Samstag, 18. Mai 2024

Travemündung
Bergung von 400 Jahre altem Schiffswrack begonnen

In der Travemündung bei Lübeck haben Experten damit begonnen, einen rund 400 Jahre alten Frachtsegler aus der Spätzeit der Hanse zu bergen. Nach Angaben der Stadtverwaltung holten Taucher einer Spezialfirma nach mehrtägigen Vorbereitungen ein erstes Wrackteil an die Oberfläche.

07.06.2023
    Ein Fass Branntkalk wird als Wrackteil eines Handelsschiffs der Hansezeit aus der Trave gehoben.
    Die Überreste eines Fasses Branntkalk wurden aus einem Handelsschiff der Hansezeit aus der Trave gehoben. (Markus Scholz / dpa )
    Es handelte es sich um ein Stück eines Holzfasses, das einst zur Ladung des untergegangenen Schiffs gehört hatte. Die Bergung und Dokumentation der historischen Überreste soll rund drei Monate dauern und im September abgeschlossen werden. Die Arbeiten laufen nach anerkannten wissenschaftlichen Standards und werden von Archäologen und Archäologinnen der schleswig-holsteinischen Stadt begleitet. Geplant sind auch digitale 3D-Scans des Wracks und aller Fundstücke.
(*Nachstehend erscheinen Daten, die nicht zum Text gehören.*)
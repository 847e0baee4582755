//! Registration handshake
//!
//! Nothing but `BootNotification` may leave the station until the
//! central system accepts it. The coordinator owns the registration
//! status, drives the message-queue gate accordingly and schedules
//! re-boot attempts while the central system answers Pending or
//! Rejected.

use std::sync::{Arc, Mutex};
use std::time::Duration;

use chrono::{DateTime, Utc};
use rust_ocpp::v1_6::messages::boot_notification::{
    BootNotificationRequest, BootNotificationResponse,
};
use rust_ocpp::v1_6::types::RegistrationStatus;
use tracing::{info, warn};

use crate::device_model::{DeviceModel, KnownKey};
use crate::queue::{MessageQueue, QueueKind, SendGate};

/// Transport + registration state, coarse.
#[derive(Debug, Clone, Copy, PartialEq, Eq)]
pub enum ConnectionState {
    Disconnected,
    /// Socket up, registration outcome unknown.
    Connected,
    /// Registration accepted, normal operation.
    Booted,
    /// Central system answered Pending.
    Pending,
    /// Central system answered Rejected.
    Rejected,
}

/// Outcome of one boot attempt.
#[derive(Debug, Clone, PartialEq)]
pub enum BootOutcome {
    Accepted {
        interval: u32,
        current_time: DateTime<Utc>,
    },
    /// Pending or Rejected: try again after this delay.
    RetryAfter(Duration),
    Offline,
}

struct State {
    registration_status: RegistrationStatus,
    connection_state: ConnectionState,
}

pub struct BootCoordinator {
    device_model: Arc<DeviceModel>,
    queue: Arc<MessageQueue>,
    state: Mutex<State>,
}

impl BootCoordinator {
    pub fn new(device_model: Arc<DeviceModel>, queue: Arc<MessageQueue>) -> Self {
        Self {
            device_model,
            queue,
            state: Mutex::new(State {
                registration_status: RegistrationStatus::Pending,
                connection_state: ConnectionState::Disconnected,
            }),
        }
    }

    pub fn registration_status(&self) -> RegistrationStatus {
        self.state.lock().unwrap().registration_status.clone()
    }

    pub fn connection_state(&self) -> ConnectionState {
        self.state.lock().unwrap().connection_state
    }

    /// Outbound gate: everything once accepted, else only
    /// BootNotification.
    pub fn allowed_to_send(&self, action: &str) -> bool {
        action == "BootNotification"
            || self.registration_status() == RegistrationStatus::Accepted
    }

    pub fn on_connected(&self) {
        let mut state = self.state.lock().unwrap();
        state.connection_state = ConnectionState::Connected;
        // a fresh socket does not imply acceptance
        if state.registration_status != RegistrationStatus::Accepted {
            drop(state);
            self.queue.set_gate(SendGate::BootOnly);
        }
    }

    pub fn on_disconnected(&self) {
        self.state.lock().unwrap().connection_state = ConnectionState::Disconnected;
    }

    fn request(&self) -> BootNotificationRequest {
        let raw = |key| self.device_model.raw(key).filter(|v: &String| !v.is_empty());
        BootNotificationRequest {
            charge_box_serial_number: raw(KnownKey::ChargeBoxSerialNumber),
            charge_point_model: raw(KnownKey::ChargePointModel).unwrap_or_default(),
            charge_point_serial_number: raw(KnownKey::ChargePointSerialNumber),
            charge_point_vendor: raw(KnownKey::ChargePointVendor).unwrap_or_default(),
            firmware_version: raw(KnownKey::FirmwareVersion),
            iccid: raw(KnownKey::ICCID),
            imsi: raw(KnownKey::IMSI),
            meter_serial_number: raw(KnownKey::MeterSerialNumber),
            meter_type: raw(KnownKey::MeterType),
        }
    }

    /// Send one BootNotification and apply the verdict.
    pub async fn boot(&self) -> BootOutcome {
        let payload = match serde_json::to_value(self.request()) {
            Ok(p) => p,
            Err(e) => {
                warn!(error = %e, "Failed to serialize BootNotification");
                return BootOutcome::Offline;
            }
        };

        let rx = self
            .queue
            .enqueue_async("BootNotification", payload, QueueKind::Boot);
        let message = match rx.await {
            Ok(m) => m,
            Err(_) => return BootOutcome::Offline,
        };

        let response: BootNotificationResponse = match message.result() {
            Some(value) => match serde_json::from_value(value.clone()) {
                Ok(r) => r,
                Err(e) => {
                    warn!(error = %e, "Malformed BootNotificationResponse");
                    return BootOutcome::Offline;
                }
            },
            None => return BootOutcome::Offline,
        };

        let interval = response.interval;
        match response.status {
            RegistrationStatus::Accepted => {
                info!(interval, "Registration accepted");
                {
                    let mut state = self.state.lock().unwrap();
                    state.registration_status = RegistrationStatus::Accepted;
                    state.connection_state = ConnectionState::Booted;
                }
                self.queue.set_gate(SendGate::All);
                // the accepted interval becomes the heartbeat cadence
                if interval > 0 {
                    self.device_model
                        .set_internal(KnownKey::HeartbeatInterval, &interval.to_string())
                        .await;
                }
                BootOutcome::Accepted {
                    interval,
                    current_time: response.current_time,
                }
            }
            RegistrationStatus::Pending => {
                info!(interval, "Registration pending");
                {
                    let mut state = self.state.lock().unwrap();
                    state.registration_status = RegistrationStatus::Pending;
                    state.connection_state = ConnectionState::Pending;
                }
                self.queue.set_gate(SendGate::BootOnly);
                BootOutcome::RetryAfter(Self::retry_delay(interval))
            }
            RegistrationStatus::Rejected => {
                warn!(interval, "Registration rejected");
                {
                    let mut state = self.state.lock().unwrap();
                    state.registration_status = RegistrationStatus::Rejected;
                    state.connection_state = ConnectionState::Rejected;
                }
                self.queue.set_gate(SendGate::BootOnly);
                BootOutcome::RetryAfter(Self::retry_delay(interval))
            }
        }
    }

    fn retry_delay(interval: u32) -> Duration {
        // a zero interval would hammer the central system
        Duration::from_secs(interval.max(30) as u64)
    }
}

#[cfg(test)]
mod tests {
    use super::*;
    use crate::support::ocpp_frame::OcppFrame;
    use serde_json::json;
    use tokio::sync::mpsc;

    fn setup() -> (Arc<BootCoordinator>, Arc<MessageQueue>, mpsc::UnboundedReceiver<String>) {
        let device_model = Arc::new(DeviceModel::new());
        let queue = Arc::new(MessageQueue::new(device_model.clone()));
        let (tx, rx) = mpsc::unbounded_channel();
        queue.resume(tx);
        let boot = Arc::new(BootCoordinator::new(device_model, queue.clone()));
        (boot, queue, rx)
    }

    async fn respond(queue: &MessageQueue, wire: &mut mpsc::UnboundedReceiver<String>, payload: serde_json::Value) {
        queue.try_dispatch();
        let sent = wire.recv().await.unwrap();
        assert!(sent.contains("BootNotification"));
        let frame = OcppFrame::parse(&sent).unwrap();
        queue.handle_response(&OcppFrame::CallResult {
            unique_id: frame.unique_id().to_string(),
            payload,
        });
    }

    #[tokio::test]
    async fn accepted_boot_opens_the_gate_and_sets_heartbeat() {
        let (boot, queue, mut wire) = setup();
        boot.on_connected();

        let handle = tokio::spawn({
            let boot = boot.clone();
            async move { boot.boot().await }
        });
        tokio::task::yield_now().await;
        respond(
            &queue,
            &mut wire,
            json!({"status": "Accepted", "interval": 120, "currentTime": "2024-01-01T00:00:00Z"}),
        )
        .await;

        match handle.await.unwrap() {
            BootOutcome::Accepted { interval, .. } => assert_eq!(interval, 120),
            other => panic!("unexpected outcome: {:?}", other),
        }
        assert_eq!(boot.registration_status(), RegistrationStatus::Accepted);
        assert_eq!(boot.connection_state(), ConnectionState::Booted);
        assert!(boot.allowed_to_send("Heartbeat"));

        // the accepted interval replaced the heartbeat cadence
        assert_eq!(boot.device_model.heartbeat_interval(), 120);
    }

    #[tokio::test]
    async fn pending_boot_keeps_gate_closed() {
        let (boot, queue, mut wire) = setup();
        boot.on_connected();

        let handle = tokio::spawn({
            let boot = boot.clone();
            async move { boot.boot().await }
        });
        tokio::task::yield_now().await;
        respond(
            &queue,
            &mut wire,
            json!({"status": "Pending", "interval": 60, "currentTime": "2024-01-01T00:00:00Z"}),
        )
        .await;

        assert_eq!(
            handle.await.unwrap(),
            BootOutcome::RetryAfter(Duration::from_secs(60))
        );
        assert_eq!(boot.connection_state(), ConnectionState::Pending);
        assert!(!boot.allowed_to_send("Heartbeat"));
        assert!(boot.allowed_to_send("BootNotification"));

        // non-boot traffic stays parked
        queue.enqueue("Heartbeat", json!({}), QueueKind::Normal);
        queue.try_dispatch();
        assert!(wire.try_recv().is_err());
    }

    #[tokio::test]
    async fn rejected_boot_schedules_retry() {
        let (boot, queue, mut wire) = setup();
        boot.on_connected();

        let handle = tokio::spawn({
            let boot = boot.clone();
            async move { boot.boot().await }
        });
        tokio::task::yield_now().await;
        respond(
            &queue,
            &mut wire,
            json!({"status": "Rejected", "interval": 0, "currentTime": "2024-01-01T00:00:00Z"}),
        )
        .await;

        // zero interval is clamped to a sane retry delay
        assert_eq!(
            handle.await.unwrap(),
            BootOutcome::RetryAfter(Duration::from_secs(30))
        );
        assert_eq!(boot.registration_status(), RegistrationStatus::Rejected);
    }
}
    Gesunkenes Schiff stammt aus dem 17. Jahrhundert

    Das Schiff stammt nach bisherigen Erkenntnissen aus dem 17. Jahrhundert und war bei Vermessungsarbeiten in der Travemündung vor Lübeck entdeckt worden. Die Behörden gaben den Fund vor rund zehn Monaten bekannt. Sie erhoffen sich davon wertvolle Erkenntnisse zur Geschichte Lübecks und zu den Handelsbeziehungen innerhalb des Städtebunds der Hanse, in dem Lübeck über Jahrhunderte hinweg eine Führungsrolle hatte.
    Die Fachleute vermuten, dass das rund 20 Meter lange Schiff nach einem Unglücksfall sank. Holz aus dem Wrack wurde auf die Zeit um das Jahr 1650 datiert. Womöglich gibt es auch einen Zusammenhang mit einer in Dokumenten aus dem Stadtarchiv erwähnten Havarie auf der Trave von 1680. Beladen war das Schiff mit mehr als 150 Fässern. Einige wurden bereits untersucht. Sie enthalten Branntkalk, einen Grundstoff für Baustoffe.

    Wrack ist gut erhalten

    Nach Angaben der Stadt handelt es sich bei dem Wrackfund aus der Hansezeit um die erste Entdeckung ihrer Art in der südlichen Ostseeregion. Das teils im Sediment des Meerbodens versunkene Schiff ist demnach außergewöhnlich gut erhalten. Es soll geborgen und konserviert werden, weil es sich unter Wasser zersetzen oder durch Meeresströmungen und Schiffsverkehr zerstört werden könnte. Die Lübecker Bürgerschaft gab 2022 die nötigen Gelder frei.
    Die Bergung des in elf Metern Wassertiefe liegenden Wracks erfolgt durch eine international tätige Fachfirma aus Polen. Dabei wird von einem in der Trave liegenden Arbeitsschiff aus agiert, das Archäologen und Tauchern als Basis dient. Zunächst wird nach Angaben der Stadt das Sediment mit Saugern entfernt, dann werden Fundstücke und Wrackteile Schicht für Schicht gehoben.
    Lübeck war vom ausgehenden Mittelalter bis in die frühe Neuzeit eine bedeutende Handelsmetropole innerhalb der Hanse. Der Aufstieg der Stadt mit Zugang zur Ostsee begann im 13. Jahrhundert, Ende des 14. Jahrhunderts war Lübeck nach Köln zeitweise die zweitgrößte deutsche Stadt. Bis Ende des 17. Jahrhunderts verlor der Städtebund der Hanse seine einst große Bedeutung.
    Diese Nachricht wurde am 07.06.2023 im Programm Deutschlandfunk gesendet.